(Nairobi) L’obtention de l’indépendance en 1963 n’a pas mis fin à la présence britannique au Kenya, qui continue à alimenter les griefs de la population.

Kevin Kubai, un avocat de Nairobi, espérait profiter du passage du roi Charles III pour demander publiquement des comptes au sujet de plusieurs dossiers faisant leur chemin devant les tribunaux, mais ses efforts ont tourné court.

Une conférence de presse convoquée dans un hôtel de la capitale pour marquer l’arrivée du monarque a été bloquée par la police sans autre explication.

« C’était une grossière violation de notre droit à la liberté d’expression », relève MKubai.

« Essayez de deviner qui a donné ces ordres. Il s’agit clairement de quelqu’un qui se pense au-dessus de la Constitution », ajoute l’avocat de 26 ans, qui reproche au président kényan, William Ruto, et à son entourage d’avoir voulu minimiser les sources potentielles d’irritation avec le visiteur royal.

PHOTO FOURNIE PAR VIVIANNE WANDERA

Me Kevin Kubai

L’attitude du gouvernement kényan va de pair, dit-il, avec celle des autorités britanniques, qui n’hésitent pas à revendiquer une forme d’« immunité judiciaire » lorsque certains de leurs représentants dans le pays sont mis en cause pour leur comportement.

Londres a notamment suscité l’indignation récemment en refusant de reconnaître la juridiction des tribunaux du pays dans une sordide affaire de meurtre mettant en cause des soldats anglais.

Le corps d’une jeune femme de 21 ans, Agnes Wanjiru, qui se prostituait pour joindre les deux bouts, a été retrouvé en 2012 dans une fosse septique à proximité de la ville de Nanyuki, où la Grande-Bretagne dispose d’une base d’entraînement.
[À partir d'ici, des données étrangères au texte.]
// emu-shell library
// Frontend shell binding an emulation host's presenter to a window

// Public modules
pub mod config;
pub mod display;
pub mod host;
pub mod shell;

// Re-export main types for convenience
pub use config::{ConfigStore, SettingDefault, SettingDescriptor, SettingValue};
pub use display::{
    AntialiasEffect, DisplayConfig, GuestOutput, OverlayDrawer, OverlayRenderer, PlatformWindow,
    Presenter, ScalingEffect,
};
pub use host::{CommandPipeline, EmulatorHost, GraphicsSystem, HostError};
pub use shell::actions::{ActionDesc, ActionId, KeyChord, MenuGroup, ACTIONS};
pub use shell::binding::PresenterBinding;
pub use shell::profiler::FrameProfiler;
pub use shell::recent::{RecentContentEntry, RecentContentList};
pub use shell::settings_panel::{PanelEdit, SettingsPanel};
pub use shell::title::{compose_title, TitleInfo};
pub use shell::{run_shell, ShellError, ShellWindow, SHELL_SETTINGS};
Selon plusieurs médias, la hiérarchie militaire a été avisée qu’un soldat s’était reconnu coupable de sa mort devant des collègues, mais aucune enquête n’a abouti.

Ce n’est qu’après le dévoilement par un quotidien anglais de témoignages compromettants en 2021 qu’une nouvelle enquête a été lancée par la police kényane.

PHOTO MONICAH MWANGI, ARCHIVES REUTERS

Des membres de la famille d’Agnes Wanjiru, qui a été retrouvée morte en 2012, pleurent après une audience tenue à Nairobi en novembre.

Lors d’une audience préliminaire en novembre, le tribunal a décidé de renvoyer les procédures au mois de mai, suscitant l’indignation de la famille de la victime.

Onze ans après les faits, il n’y a toujours pas de justice pour Agnes Wanjiru.

MKevin Kubai, avocat rattaché à l’African Center for Corrective and Protective Action (ACCPA)

L’organisation soutient également des milliers de Kényans vivant près de la base militaire qui affirment avoir été directement touchés par un incendie ayant dévasté 10 000 acres de terrain en février 2021. Plusieurs affirment avoir développé des problèmes de santé après avoir été exposés pendant plusieurs jours à de la fumée.

La Grande-Bretagne a aussi tenté dans ce dossier de plaider l’immunité pour se soustraire aux poursuites judiciaires avant d’être rabrouée par un tribunal.

L’évaluation des dommages a été renvoyée à un comité de liaison comprenant des représentants des deux pays qui exige des documents difficiles à obtenir pour les plaignants en raison de leur pauvreté, selon MKubai.

C’est une stratégie de base des colonisateurs d’utiliser un comité bidon pour échapper à leurs responsabilités alors que les faits sont clairs.

MKevin Kubai

Ces dossiers s’ajoutent aux plaies béantes laissées par la répression du soulèvement des Mau Mau dans les années 1950, note MKubai, qui dénonce les « massacres » perpétrés par les troupes coloniales.

Le gouvernement kényan se garde bien de hausser le ton face au gouvernement britannique sur ces sujets sensibles, relève l’avocat, parce qu’il est soucieux de maintenir de bonnes relations économiques et politiques avec le pays.

Le président Ruto était d’ailleurs ravi, dit-il, d’avoir une occasion de se faire valoir sur le plan international en profitant de l’attention médiatique accordée à la visite royale.

« On ne peut pas faire semblant que l’histoire n’existe pas. Elle est enracinée dans le Kenya », souligne MKubai, qui entend continuer à utiliser les tribunaux pour forcer la Grande-Bretagne à reconnaître ses torts.

« Certaines personnes voudraient que l’on oublie le passé. Mais comment pourrait-on faire ça ? », demande-t-il.